■ **Goal of the exercise**
Across the data below, in how many lines does the word "write" appear? Give only the number.

[Source records]
☆ ☆ ☆ ☆ ☆
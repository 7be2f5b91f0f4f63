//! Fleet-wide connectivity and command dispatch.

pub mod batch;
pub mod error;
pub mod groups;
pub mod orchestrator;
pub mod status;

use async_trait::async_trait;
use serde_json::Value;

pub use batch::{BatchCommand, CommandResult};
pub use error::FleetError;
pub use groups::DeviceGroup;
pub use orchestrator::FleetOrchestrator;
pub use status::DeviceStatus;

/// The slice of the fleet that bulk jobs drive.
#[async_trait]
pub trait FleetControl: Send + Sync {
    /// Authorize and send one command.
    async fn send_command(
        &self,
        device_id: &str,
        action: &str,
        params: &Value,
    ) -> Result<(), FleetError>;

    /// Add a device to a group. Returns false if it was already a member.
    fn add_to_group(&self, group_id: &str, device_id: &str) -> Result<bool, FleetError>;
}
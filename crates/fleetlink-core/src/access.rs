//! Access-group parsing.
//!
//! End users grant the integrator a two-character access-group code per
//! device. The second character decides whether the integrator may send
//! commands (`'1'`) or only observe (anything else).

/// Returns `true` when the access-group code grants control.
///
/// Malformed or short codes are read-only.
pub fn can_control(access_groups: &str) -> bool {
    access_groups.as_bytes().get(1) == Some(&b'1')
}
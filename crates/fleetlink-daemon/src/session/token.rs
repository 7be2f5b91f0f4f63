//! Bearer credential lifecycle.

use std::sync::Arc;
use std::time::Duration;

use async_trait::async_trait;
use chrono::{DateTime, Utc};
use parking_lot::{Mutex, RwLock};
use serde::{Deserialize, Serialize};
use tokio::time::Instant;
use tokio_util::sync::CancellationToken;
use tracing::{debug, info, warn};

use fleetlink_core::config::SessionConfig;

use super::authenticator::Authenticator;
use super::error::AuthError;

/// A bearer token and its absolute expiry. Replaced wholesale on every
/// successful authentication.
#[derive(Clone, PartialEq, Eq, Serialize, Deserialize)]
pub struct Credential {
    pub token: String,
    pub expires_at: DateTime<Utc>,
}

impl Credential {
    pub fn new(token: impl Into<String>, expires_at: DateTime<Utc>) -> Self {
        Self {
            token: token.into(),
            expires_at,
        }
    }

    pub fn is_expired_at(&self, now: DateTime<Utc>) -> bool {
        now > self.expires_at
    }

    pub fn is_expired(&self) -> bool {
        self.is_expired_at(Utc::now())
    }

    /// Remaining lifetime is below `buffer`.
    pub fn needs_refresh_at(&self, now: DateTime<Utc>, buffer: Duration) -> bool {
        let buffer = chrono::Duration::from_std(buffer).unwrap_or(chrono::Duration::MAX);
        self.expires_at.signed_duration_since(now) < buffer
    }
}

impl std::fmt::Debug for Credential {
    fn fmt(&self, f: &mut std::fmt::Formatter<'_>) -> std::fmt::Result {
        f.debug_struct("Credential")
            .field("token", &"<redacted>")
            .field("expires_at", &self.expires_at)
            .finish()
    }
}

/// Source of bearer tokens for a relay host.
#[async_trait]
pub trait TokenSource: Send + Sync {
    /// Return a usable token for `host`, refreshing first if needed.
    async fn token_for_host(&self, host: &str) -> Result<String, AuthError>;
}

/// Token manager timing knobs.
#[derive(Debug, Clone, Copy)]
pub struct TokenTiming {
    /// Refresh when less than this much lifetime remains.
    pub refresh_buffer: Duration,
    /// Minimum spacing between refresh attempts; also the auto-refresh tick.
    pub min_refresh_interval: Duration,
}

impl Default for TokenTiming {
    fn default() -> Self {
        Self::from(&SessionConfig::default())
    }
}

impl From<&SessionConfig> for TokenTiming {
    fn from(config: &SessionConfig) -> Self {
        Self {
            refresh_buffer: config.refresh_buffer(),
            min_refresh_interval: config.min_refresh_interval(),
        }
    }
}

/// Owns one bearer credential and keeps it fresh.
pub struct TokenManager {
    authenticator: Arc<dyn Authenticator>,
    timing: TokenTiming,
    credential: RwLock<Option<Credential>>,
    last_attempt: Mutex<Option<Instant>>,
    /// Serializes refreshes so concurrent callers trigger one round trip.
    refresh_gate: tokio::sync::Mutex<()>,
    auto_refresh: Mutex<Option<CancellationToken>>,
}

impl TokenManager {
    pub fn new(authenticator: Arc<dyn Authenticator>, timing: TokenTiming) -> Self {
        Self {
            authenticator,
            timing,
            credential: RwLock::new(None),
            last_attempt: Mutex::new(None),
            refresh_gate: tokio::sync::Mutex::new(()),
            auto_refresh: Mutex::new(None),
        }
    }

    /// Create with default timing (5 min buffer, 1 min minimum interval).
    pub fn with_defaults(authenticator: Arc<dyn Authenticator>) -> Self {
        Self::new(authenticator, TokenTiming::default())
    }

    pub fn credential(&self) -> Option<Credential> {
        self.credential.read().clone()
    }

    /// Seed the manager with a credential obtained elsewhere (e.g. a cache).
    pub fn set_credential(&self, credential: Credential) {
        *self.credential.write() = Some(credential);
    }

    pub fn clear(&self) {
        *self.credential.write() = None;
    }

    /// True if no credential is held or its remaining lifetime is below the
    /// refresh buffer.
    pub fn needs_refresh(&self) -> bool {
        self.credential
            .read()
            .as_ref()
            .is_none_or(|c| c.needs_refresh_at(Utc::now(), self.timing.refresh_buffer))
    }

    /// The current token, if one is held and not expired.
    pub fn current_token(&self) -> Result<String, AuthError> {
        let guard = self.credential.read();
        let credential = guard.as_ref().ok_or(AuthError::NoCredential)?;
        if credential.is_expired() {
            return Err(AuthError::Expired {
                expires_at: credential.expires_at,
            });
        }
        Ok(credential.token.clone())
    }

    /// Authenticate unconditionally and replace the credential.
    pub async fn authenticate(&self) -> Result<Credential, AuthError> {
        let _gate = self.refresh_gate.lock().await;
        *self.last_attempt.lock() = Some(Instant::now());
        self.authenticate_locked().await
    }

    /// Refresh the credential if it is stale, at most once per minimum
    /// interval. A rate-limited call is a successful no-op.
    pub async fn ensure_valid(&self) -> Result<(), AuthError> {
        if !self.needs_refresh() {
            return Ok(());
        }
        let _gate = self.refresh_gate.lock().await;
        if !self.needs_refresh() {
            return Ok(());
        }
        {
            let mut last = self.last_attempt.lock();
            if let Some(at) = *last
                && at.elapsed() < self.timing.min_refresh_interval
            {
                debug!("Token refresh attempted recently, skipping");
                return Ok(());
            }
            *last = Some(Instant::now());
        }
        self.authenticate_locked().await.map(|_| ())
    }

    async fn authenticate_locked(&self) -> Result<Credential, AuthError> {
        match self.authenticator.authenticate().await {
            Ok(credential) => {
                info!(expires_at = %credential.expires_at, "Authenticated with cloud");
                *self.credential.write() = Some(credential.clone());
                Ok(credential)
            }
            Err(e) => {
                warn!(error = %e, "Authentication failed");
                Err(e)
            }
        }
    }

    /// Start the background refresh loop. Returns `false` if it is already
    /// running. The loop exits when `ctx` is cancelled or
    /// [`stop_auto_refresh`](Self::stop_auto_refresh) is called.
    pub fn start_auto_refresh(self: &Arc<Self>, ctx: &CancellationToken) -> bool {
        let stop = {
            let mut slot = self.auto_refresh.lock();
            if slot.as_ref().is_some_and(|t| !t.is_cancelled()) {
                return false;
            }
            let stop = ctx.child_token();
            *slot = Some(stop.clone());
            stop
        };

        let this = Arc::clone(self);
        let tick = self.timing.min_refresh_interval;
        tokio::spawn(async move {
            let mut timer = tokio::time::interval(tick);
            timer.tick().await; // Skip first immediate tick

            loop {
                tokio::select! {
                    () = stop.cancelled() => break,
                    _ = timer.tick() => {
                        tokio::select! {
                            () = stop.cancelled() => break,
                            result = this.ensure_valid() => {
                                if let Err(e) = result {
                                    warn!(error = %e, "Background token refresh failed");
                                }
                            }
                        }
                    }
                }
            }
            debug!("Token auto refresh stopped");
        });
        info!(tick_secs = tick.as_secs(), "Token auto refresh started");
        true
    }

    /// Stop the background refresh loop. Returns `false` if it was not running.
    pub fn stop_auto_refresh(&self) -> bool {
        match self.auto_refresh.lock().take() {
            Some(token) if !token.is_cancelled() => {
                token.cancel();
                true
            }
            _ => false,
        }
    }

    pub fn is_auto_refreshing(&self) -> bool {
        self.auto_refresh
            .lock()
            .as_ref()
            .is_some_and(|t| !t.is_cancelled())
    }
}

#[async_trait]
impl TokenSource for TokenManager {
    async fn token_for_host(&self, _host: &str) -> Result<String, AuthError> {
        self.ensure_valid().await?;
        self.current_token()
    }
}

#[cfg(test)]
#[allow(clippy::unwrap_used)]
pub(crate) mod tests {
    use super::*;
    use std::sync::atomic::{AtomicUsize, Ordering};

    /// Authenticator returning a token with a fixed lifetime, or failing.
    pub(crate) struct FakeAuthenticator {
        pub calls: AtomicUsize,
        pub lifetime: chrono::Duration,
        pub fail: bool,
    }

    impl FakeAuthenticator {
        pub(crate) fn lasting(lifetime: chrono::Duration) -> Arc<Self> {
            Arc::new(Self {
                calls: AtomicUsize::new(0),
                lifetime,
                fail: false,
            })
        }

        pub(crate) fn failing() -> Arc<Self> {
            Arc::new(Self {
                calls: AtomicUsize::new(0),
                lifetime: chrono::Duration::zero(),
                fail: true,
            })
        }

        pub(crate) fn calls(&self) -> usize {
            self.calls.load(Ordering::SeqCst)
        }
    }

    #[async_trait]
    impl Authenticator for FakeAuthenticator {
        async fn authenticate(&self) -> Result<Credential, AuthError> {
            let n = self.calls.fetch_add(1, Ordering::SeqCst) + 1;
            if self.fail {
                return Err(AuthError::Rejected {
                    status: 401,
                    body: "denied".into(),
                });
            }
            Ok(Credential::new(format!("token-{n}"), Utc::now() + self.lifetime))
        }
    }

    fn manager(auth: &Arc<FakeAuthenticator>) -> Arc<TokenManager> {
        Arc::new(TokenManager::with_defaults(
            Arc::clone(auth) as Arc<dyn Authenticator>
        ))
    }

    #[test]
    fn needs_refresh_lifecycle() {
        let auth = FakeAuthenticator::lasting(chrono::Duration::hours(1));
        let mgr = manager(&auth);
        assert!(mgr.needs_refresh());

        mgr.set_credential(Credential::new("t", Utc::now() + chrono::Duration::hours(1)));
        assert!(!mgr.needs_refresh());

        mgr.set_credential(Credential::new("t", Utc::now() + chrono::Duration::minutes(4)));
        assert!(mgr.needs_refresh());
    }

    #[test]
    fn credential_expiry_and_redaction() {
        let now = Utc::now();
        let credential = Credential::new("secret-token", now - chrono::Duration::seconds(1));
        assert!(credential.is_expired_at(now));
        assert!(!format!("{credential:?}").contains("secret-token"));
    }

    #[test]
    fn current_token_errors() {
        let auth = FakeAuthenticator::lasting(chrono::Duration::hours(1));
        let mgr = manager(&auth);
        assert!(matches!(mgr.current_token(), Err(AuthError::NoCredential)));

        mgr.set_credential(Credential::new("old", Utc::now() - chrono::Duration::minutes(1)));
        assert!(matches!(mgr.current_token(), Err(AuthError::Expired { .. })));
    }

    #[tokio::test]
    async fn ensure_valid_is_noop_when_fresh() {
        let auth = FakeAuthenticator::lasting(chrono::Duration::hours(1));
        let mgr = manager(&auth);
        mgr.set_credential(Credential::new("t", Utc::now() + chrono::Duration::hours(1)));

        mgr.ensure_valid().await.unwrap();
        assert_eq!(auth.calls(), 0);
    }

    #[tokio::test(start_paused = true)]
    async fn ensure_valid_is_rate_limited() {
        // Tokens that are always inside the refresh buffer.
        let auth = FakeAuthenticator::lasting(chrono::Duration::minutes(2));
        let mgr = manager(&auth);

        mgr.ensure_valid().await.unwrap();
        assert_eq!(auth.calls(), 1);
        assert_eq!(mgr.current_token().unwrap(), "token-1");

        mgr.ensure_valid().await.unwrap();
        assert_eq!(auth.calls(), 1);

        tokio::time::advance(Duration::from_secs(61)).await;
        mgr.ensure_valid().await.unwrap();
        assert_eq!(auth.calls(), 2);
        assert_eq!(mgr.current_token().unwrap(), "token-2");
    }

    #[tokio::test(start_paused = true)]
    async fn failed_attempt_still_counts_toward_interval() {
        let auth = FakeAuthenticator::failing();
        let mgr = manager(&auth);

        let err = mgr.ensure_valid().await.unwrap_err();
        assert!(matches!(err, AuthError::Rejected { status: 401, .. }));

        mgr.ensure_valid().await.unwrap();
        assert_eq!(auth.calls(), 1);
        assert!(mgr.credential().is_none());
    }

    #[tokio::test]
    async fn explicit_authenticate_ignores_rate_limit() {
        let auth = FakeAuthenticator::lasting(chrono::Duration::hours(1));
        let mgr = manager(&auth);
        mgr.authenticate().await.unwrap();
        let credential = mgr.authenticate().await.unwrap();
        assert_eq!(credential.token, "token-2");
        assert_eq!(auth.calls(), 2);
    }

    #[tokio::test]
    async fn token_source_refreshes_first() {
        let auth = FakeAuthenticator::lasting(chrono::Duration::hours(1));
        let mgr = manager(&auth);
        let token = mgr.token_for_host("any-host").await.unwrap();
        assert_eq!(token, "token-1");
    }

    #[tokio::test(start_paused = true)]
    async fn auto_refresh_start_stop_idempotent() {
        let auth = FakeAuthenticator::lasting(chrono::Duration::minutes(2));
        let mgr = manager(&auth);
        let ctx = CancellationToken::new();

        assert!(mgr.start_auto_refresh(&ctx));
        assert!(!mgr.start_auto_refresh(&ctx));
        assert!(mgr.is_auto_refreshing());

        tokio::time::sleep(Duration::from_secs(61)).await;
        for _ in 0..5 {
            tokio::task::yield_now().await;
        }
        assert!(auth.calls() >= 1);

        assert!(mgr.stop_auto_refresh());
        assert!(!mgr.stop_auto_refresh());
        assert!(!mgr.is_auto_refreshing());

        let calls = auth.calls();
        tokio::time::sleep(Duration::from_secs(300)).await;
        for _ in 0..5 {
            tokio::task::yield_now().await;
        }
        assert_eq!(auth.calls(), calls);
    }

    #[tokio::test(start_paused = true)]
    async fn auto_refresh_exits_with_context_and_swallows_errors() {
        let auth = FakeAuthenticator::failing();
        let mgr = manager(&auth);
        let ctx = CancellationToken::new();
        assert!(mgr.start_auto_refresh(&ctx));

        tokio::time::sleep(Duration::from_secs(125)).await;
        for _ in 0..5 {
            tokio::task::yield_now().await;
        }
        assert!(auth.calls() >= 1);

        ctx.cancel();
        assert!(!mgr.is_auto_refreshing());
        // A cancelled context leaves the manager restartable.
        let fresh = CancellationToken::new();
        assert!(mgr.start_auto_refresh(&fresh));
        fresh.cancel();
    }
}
☆ ☆ ☆ ☆ ☆
■ **Completed exercise**
3